Algunos investigadores han llegado a pensar en la posibilidad de la existencia de un "punto de Dios" o "módulo divino", es decir una región específica del cerebro "diseñada" para la comunicación con Dios. Esta investigación, si bien tiene un tamaño muestral reducido, trata de refutar tales teorías.

Lo que sí parece más claro es que, haya o no un centro divino, éste se debilita si nos ponemos a resolver un problema analítico. Es al menos lo que sugiere un estudio con 650 personas de la University of British Columbia (Canadá) publicado en la revista Science. Daniel Kahneman, psicólogo y Premio Nobel de Economía, matiza el resultado:

No estamos haciendo que la gente se vuelva atea. Lo que este trabajo muestra es que, cuando piensas de manera más crítica y reflexiva eres más propenso a rechazar algunas afirmaciones que en caso contrario aprobarías.

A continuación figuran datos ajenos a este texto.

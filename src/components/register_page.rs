//! Register Page
//!
//! Membership registration form: password pair plus terms checkbox.

use leptos::prelude::*;

use crate::components::FormView;
use crate::forms::FieldSchema;
use crate::sink::ConsoleSink;

/// Registration form fields
pub fn register_fields() -> Vec<FieldSchema> {
    vec![
        FieldSchema::text("first_name", "First name").required(),
        FieldSchema::text("last_name", "Last name").required(),
        FieldSchema::email("email", "Email")
            .required()
            .placeholder("you@example.org"),
        FieldSchema::phone("phone", "Phone").placeholder("Optional"),
        FieldSchema::text("password", "Password")
            .required()
            .min_len(8)
            .secret(),
        FieldSchema::text("confirm_password", "Confirm password")
            .required()
            .secret()
            .must_match("password"),
        FieldSchema::checkbox("terms", "I agree to the membership terms").required(),
    ]
}

#[component]
pub fn RegisterPage() -> impl IntoView {
    view! {
        <section class="page form-page">
            <h1>"Register"</h1>
            <p class="page-intro">"Create a member account to access training and events."</p>
            <FormView
                form_id="register"
                schema=register_fields()
                sink=ConsoleSink
                submit_label="Create account"
            />
        </section>
    }
}
//! News Page
//!
//! Date-sorted news listing with a one-field newsletter subscribe form.

use leptos::prelude::*;

use crate::components::{ContentList, FormView};
use crate::forms::FieldSchema;
use crate::models::Section;
use crate::sink::ConsoleSink;
use crate::store::{section_records, use_app_store};

/// Newsletter subscribe fields
pub fn subscribe_fields() -> Vec<FieldSchema> {
    vec![FieldSchema::email("email", "Email")
        .required()
        .placeholder("you@example.org")]
}

#[component]
pub fn NewsPage() -> impl IntoView {
    let store = use_app_store();
    let records = Signal::derive(move || section_records(&store, Section::News));

    view! {
        <section class="page listing-page">
            <h1>"News"</h1>
            <ContentList records sort_by_date=true />

            <div class="subscribe-box">
                <h2>"Stay up to date"</h2>
                <FormView
                    form_id="subscribe"
                    schema=subscribe_fields()
                    sink=ConsoleSink
                    submit_label="Subscribe"
                />
            </div>
        </section>
    }
}
//! Content Catalog Utilities
//!
//! Pure projections over the static record lists: distinct categories,
//! category filtering, and date ordering. The catalog itself is never
//! mutated; every view is recomputed from the full list.

use crate::models::ContentRecord;

/// Currently selected category, with `All` as the no-filter sentinel
#[derive(Debug, Clone, PartialEq, Eq, Default)]
pub enum CategoryFilter {
    #[default]
    All,
    Only(String),
}

impl CategoryFilter {
    pub fn matches(&self, category: &str) -> bool {
        match self {
            CategoryFilter::All => true,
            CategoryFilter::Only(selected) => selected == category,
        }
    }

    pub fn label(&self) -> &str {
        match self {
            CategoryFilter::All => "All",
            CategoryFilter::Only(selected) => selected,
        }
    }
}

/// Distinct category values in first-occurrence order
pub fn categories_of(catalog: &[ContentRecord]) -> Vec<String> {
    let mut categories: Vec<String> = Vec::new();
    for record in catalog {
        if !categories.contains(&record.category) {
            categories.push(record.category.clone());
        }
    }
    categories
}

/// Ordered subsequence of records matching the selection. `All` returns
/// the catalog unchanged; an unmatched category returns an empty list.
pub fn filter(catalog: &[ContentRecord], selected: &CategoryFilter) -> Vec<ContentRecord> {
    catalog
        .iter()
        .filter(|record| selected.matches(&record.category))
        .cloned()
        .collect()
}

/// Newest first; records sharing a date keep their insertion order
pub fn sorted_by_date_desc(catalog: &[ContentRecord]) -> Vec<ContentRecord> {
    let mut sorted = catalog.to_vec();
    sorted.sort_by(|a, b| b.date.cmp(&a.date));
    sorted
}

#[cfg(test)]
mod tests {
    use super::*;
    use crate::models::RecordMeta;
    use chrono::NaiveDate;

    fn record(id: &str, category: &str, date: (i32, u32, u32)) -> ContentRecord {
        ContentRecord {
            id: id.to_string(),
            title: format!("Record {}", id),
            description: String::new(),
            category: category.to_string(),
            date: NaiveDate::from_ymd_opt(date.0, date.1, date.2).unwrap(),
            meta: RecordMeta::default(),
        }
    }

    fn sample_catalog() -> Vec<ContentRecord> {
        vec![
            record("1", "Policy", (2024, 1, 10)),
            record("2", "Policy", (2024, 2, 5)),
            record("3", "Youth", (2024, 1, 20)),
            record("4", "Community", (2024, 3, 1)),
            record("5", "Environment", (2024, 2, 14)),
            record("6", "Healthcare", (2024, 1, 3)),
        ]
    }

    #[test]
    fn test_categories_keep_first_occurrence_order() {
        let categories = categories_of(&sample_catalog());
        assert_eq!(
            categories,
            vec!["Policy", "Youth", "Community", "Environment", "Healthcare"]
        );
    }

    #[test]
    fn test_all_sentinel_is_identity() {
        let catalog = sample_catalog();
        assert_eq!(filter(&catalog, &CategoryFilter::All), catalog);
    }

    #[test]
    fn test_filter_keeps_matching_records_in_relative_order() {
        let catalog = sample_catalog();
        let policy = filter(&catalog, &CategoryFilter::Only("Policy".into()));
        assert_eq!(policy.len(), 2);
        assert_eq!(policy[0].id, "1");
        assert_eq!(policy[1].id, "2");
        assert!(policy.iter().all(|r| r.category == "Policy"));
    }

    #[test]
    fn test_filter_counts_match_unfiltered_catalog() {
        let catalog = sample_catalog();
        for category in categories_of(&catalog) {
            let selected = CategoryFilter::Only(category.clone());
            let matching = catalog.iter().filter(|r| r.category == category).count();
            assert_eq!(filter(&catalog, &selected).len(), matching);
        }
    }

    #[test]
    fn test_unmatched_category_yields_empty_not_error() {
        let catalog = sample_catalog();
        assert!(filter(&catalog, &CategoryFilter::Only("Sports".into())).is_empty());
    }

    #[test]
    fn test_filtering_never_mutates_the_catalog() {
        let catalog = sample_catalog();
        let before = catalog.clone();
        let _ = filter(&catalog, &CategoryFilter::Only("Youth".into()));
        let _ = sorted_by_date_desc(&catalog);
        assert_eq!(catalog, before);
    }

    #[test]
    fn test_sort_by_date_is_newest_first_and_stable() {
        let mut catalog = sample_catalog();
        catalog.push(record("7", "Policy", (2024, 3, 1)));

        let sorted = sorted_by_date_desc(&catalog);
        let ids: Vec<&str> = sorted.iter().map(|r| r.id.as_str()).collect();
        // 4 and 7 share 2024-03-01; 4 was inserted first
        assert_eq!(ids, vec!["4", "7", "5", "2", "3", "1", "6"]);
    }
}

Los neurocientíficos más osados incluso proponen que en un futuro se podría “desactivar este centro de Dios”, al igual que se podrá gestionar el enamoramiento o el síndrome de abstinencia. ¿Cuántos querrán ingerir la píldora atea? ¿Deberá ser de obligada ingesta al nacer? ¿Se formarán grupos anti píldoras ateas como existen ya grupos antivacunas? Espinosas cuestiones que tal vez muy pronto deberemos enfrentar.